The unexpected highlight of my tour was a visit to the Victoria State Library. It had an impressive, domed, reading room with leather-covered desks, and the staff gave free tours around a museum section.
Our tour started on the 1st floor and the tour showed the history of Melbourne and how Melbourne had had waves of immigration, from places like Greece and Italy, arriving in the central city after World War II. There were extracts from the diary of May Stewart, an ordinary young woman around 1906, which showed the everyday life of Melbourne in those days. And there was a Ned Kelly section which showed why he had become desperate; it was to do with Irish politics and being harassed. They even had a plaster death mask of Kelly, which I will not show here as it is too macabre.

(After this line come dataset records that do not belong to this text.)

//! Per-resource-type schema definitions and validation.
//!
//! A [`ResourceSchema`] declares the attributes and relationships one
//! resource type accepts. Handlers validate normalized operations against
//! their schema immediately before each mutation, producing wire-ready
//! error objects with pointers relative to the operation object.

use serde::{Deserialize, Serialize};
use serde_json::Value;

use crate::error::ErrorObject;
use crate::operation::{Operation, OperationKind, RelationshipValue};

/// Value types an attribute can declare.
#[derive(Debug, Clone, Copy, PartialEq, Eq, Serialize, Deserialize)]
#[serde(rename_all = "camelCase")]
pub enum AttributeType {
    /// String value
    String,
    /// Boolean value
    Boolean,
    /// Integer number
    Integer,
    /// Decimal number
    Decimal,
}

impl AttributeType {
    /// The type's name as used in error details.
    pub fn as_str(&self) -> &'static str {
        match self {
            Self::String => "string",
            Self::Boolean => "boolean",
            Self::Integer => "integer",
            Self::Decimal => "decimal",
        }
    }

    fn matches(&self, value: &Value) -> bool {
        match self {
            Self::String => value.is_string(),
            Self::Boolean => value.is_boolean(),
            Self::Integer => value.is_i64() || value.is_u64(),
            Self::Decimal => value.is_number(),
        }
    }
}

/// Definition of one attribute.
#[derive(Debug, Clone, Serialize, Deserialize)]
#[serde(rename_all = "camelCase")]
pub struct AttributeDefinition {
    /// Attribute name
    pub name: String,
    /// Data type of the attribute
    #[serde(rename = "type")]
    pub data_type: AttributeType,
    /// Whether the attribute must be present when creating a resource
    #[serde(default)]
    pub required: bool,
}

impl AttributeDefinition {
    /// Define an optional attribute.
    pub fn new(name: impl Into<String>, data_type: AttributeType) -> Self {
        Self {
            name: name.into(),
            data_type,
            required: false,
        }
    }

    /// Define a required attribute.
    pub fn required(name: impl Into<String>, data_type: AttributeType) -> Self {
        Self {
            name: name.into(),
            data_type,
            required: true,
        }
    }
}

/// Whether a relationship points at one resource or many.
#[derive(Debug, Clone, Copy, PartialEq, Eq, Serialize, Deserialize)]
#[serde(rename_all = "camelCase")]
pub enum Cardinality {
    /// Single target, clearable with null
    ToOne,
    /// Target list, clearable with an empty array
    ToMany,
}

/// Definition of one relationship.
#[derive(Debug, Clone, Serialize, Deserialize)]
#[serde(rename_all = "camelCase")]
pub struct RelationshipDefinition {
    /// Relationship name
    pub name: String,
    /// To-one or to-many
    pub cardinality: Cardinality,
    /// Resource type the relationship points at
    pub target_type: String,
}

impl RelationshipDefinition {
    /// Define a to-one relationship.
    pub fn to_one(name: impl Into<String>, target_type: impl Into<String>) -> Self {
        Self {
            name: name.into(),
            cardinality: Cardinality::ToOne,
            target_type: target_type.into(),
        }
    }

    /// Define a to-many relationship.
    pub fn to_many(name: impl Into<String>, target_type: impl Into<String>) -> Self {
        Self {
            name: name.into(),
            cardinality: Cardinality::ToMany,
            target_type: target_type.into(),
        }
    }
}

/// Schema for one resource type.
///
/// # Examples
///
/// ```
/// use jsonapi_atomic::schema::{AttributeDefinition, AttributeType, RelationshipDefinition, ResourceSchema};
///
/// let schema = ResourceSchema::new("articles")
///     .attribute(AttributeDefinition::required("title", AttributeType::String))
///     .attribute(AttributeDefinition::new("published", AttributeType::Boolean))
///     .relationship(RelationshipDefinition::to_one("author", "people"))
///     .relationship(RelationshipDefinition::to_many("tags", "tags"));
///
/// assert!(schema.attribute_definition("title").is_some());
/// assert!(schema.relationship_definition("editor").is_none());
/// ```
#[derive(Debug, Clone, Serialize, Deserialize)]
#[serde(rename_all = "camelCase")]
pub struct ResourceSchema {
    /// Resource type this schema describes
    pub resource_type: String,
    /// Attribute definitions
    #[serde(default)]
    pub attributes: Vec<AttributeDefinition>,
    /// Relationship definitions
    #[serde(default)]
    pub relationships: Vec<RelationshipDefinition>,
}

/// Validation depth for handler-level checks.
#[derive(Debug, Clone, Copy, PartialEq, Eq)]
pub enum ValidationMode {
    /// Enforce every schema rule, including required attributes (`add`).
    Full,
    /// Check only the supplied fields (`update` variants).
    Partial,
}

impl ResourceSchema {
    /// Create an empty schema for `resource_type`.
    pub fn new(resource_type: impl Into<String>) -> Self {
        Self {
            resource_type: resource_type.into(),
            attributes: Vec::new(),
            relationships: Vec::new(),
        }
    }

    /// Add an attribute definition.
    pub fn attribute(mut self, definition: AttributeDefinition) -> Self {
        self.attributes.push(definition);
        self
    }

    /// Add a relationship definition.
    pub fn relationship(mut self, definition: RelationshipDefinition) -> Self {
        self.relationships.push(definition);
        self
    }

    /// Look up an attribute definition by name.
    pub fn attribute_definition(&self, name: &str) -> Option<&AttributeDefinition> {
        self.attributes.iter().find(|definition| definition.name == name)
    }

    /// Look up a relationship definition by name.
    pub fn relationship_definition(&self, name: &str) -> Option<&RelationshipDefinition> {
        self.relationships.iter().find(|definition| definition.name == name)
    }

    /// Collect every schema violation in the operation's data.
    ///
    /// Pointers are relative to the operation object. For relationship
    /// updates the offending value lives directly under `data` and the
    /// relationship name under `ref`, so pointers shift accordingly.
    pub fn validate(&self, operation: &Operation, mode: ValidationMode) -> Vec<ErrorObject> {
        let mut errors = Vec::new();

        for (name, value) in &operation.attributes {
            match self.attribute_definition(name) {
                None => errors.push(ErrorObject::unknown_attribute(name)),
                Some(definition) => {
                    if value.is_null() {
                        if definition.required {
                            errors.push(ErrorObject::missing_required_attribute(name));
                        }
                    } else if !definition.data_type.matches(value) {
                        errors.push(ErrorObject::invalid_attribute_type(
                            name,
                            definition.data_type.as_str(),
                        ));
                    }
                }
            }
        }

        if mode == ValidationMode::Full {
            for definition in &self.attributes {
                if definition.required && !operation.attributes.contains_key(&definition.name) {
                    errors.push(ErrorObject::missing_required_attribute(&definition.name));
                }
            }
        }

        let via_ref = operation.kind == OperationKind::UpdateRelationship;
        for (name, value) in &operation.relationships {
            let value_pointer = || {
                if via_ref {
                    "/data".to_string()
                } else {
                    format!("/data/relationships/{name}")
                }
            };
            let Some(definition) = self.relationship_definition(name) else {
                let name_pointer = if via_ref { "/ref".to_string() } else { value_pointer() };
                errors.push(ErrorObject::unknown_relationship(name, name_pointer));
                continue;
            };
            match definition.cardinality {
                Cardinality::ToOne => {
                    if matches!(value, RelationshipValue::Many(_)) {
                        errors.push(ErrorObject::invalid_relationship_data(
                            name,
                            "is to-one and takes a single resource identifier or null",
                            value_pointer(),
                        ));
                        continue;
                    }
                }
                Cardinality::ToMany => {
                    if !matches!(value, RelationshipValue::Many(_)) {
                        errors.push(ErrorObject::invalid_relationship_data(
                            name,
                            "is to-many and takes an array of resource identifiers",
                            value_pointer(),
                        ));
                        continue;
                    }
                }
            }
            for identifier in value.identifiers() {
                if identifier.resource_type != definition.target_type {
                    errors.push(ErrorObject::invalid_relationship_data(
                        name,
                        &format!("must reference resources of type `{}`", definition.target_type),
                        value_pointer(),
                    ));
                }
                if identifier.id.as_deref().is_none_or(str::is_empty) {
                    errors.push(ErrorObject::invalid_relationship_data(
                        name,
                        "must reference resources by id",
                        value_pointer(),
                    ));
                }
            }
        }

        errors
    }
}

There is also a separate Immigration Museum. This museum brought out the misfortunes of current refugees and migrants, whose position makes me wonder if Australia is returning to the old White Australia policy in some ways. At any rate, refugees are somehow the scapegoats for wider community concerns about the rate of immigration to Australia and population growth, and the general strain that it has been allowed to put on urban infrastructure and housing given that just about all the immigrants come to the major cities.
Critics allege that the Australian political class has used immigration to stoke the big-city housing markets where presumably they and all their friends have investment properties, and also to keep the country technically out of recession, since with high levels of immigration economic growth is unlikely to turn negative, no matter what. Meanwhile, genuine refugees have become the meat in the sandwich, victims of a symbolic crackdown against a particularly vulnerable class of immigrant who, of course, brings little money into the country.
On a more cheerful note, there is a lot of ornate old Victorian architecture still, such as the Royal Exhibition Building from 1880, the Melbourne Town Hall and the famous Flinders Street Railway Station.
In terms of some of the newer architecture, the South Bank of the Yarra, and the Docklands were both impressive. While on the South Bank, I went with some friends to Ponyfish Island, which I’ve mentioned above.
Just as impressive is Federation Square, on the north side of the Yarra and close to the Princes Bridge, across which many of the trams go, including the trams that run to Melbourne’s famous St Kilda Beach and several other seaside destinations.
I never made it to St Kilda beach, but I still want to go there!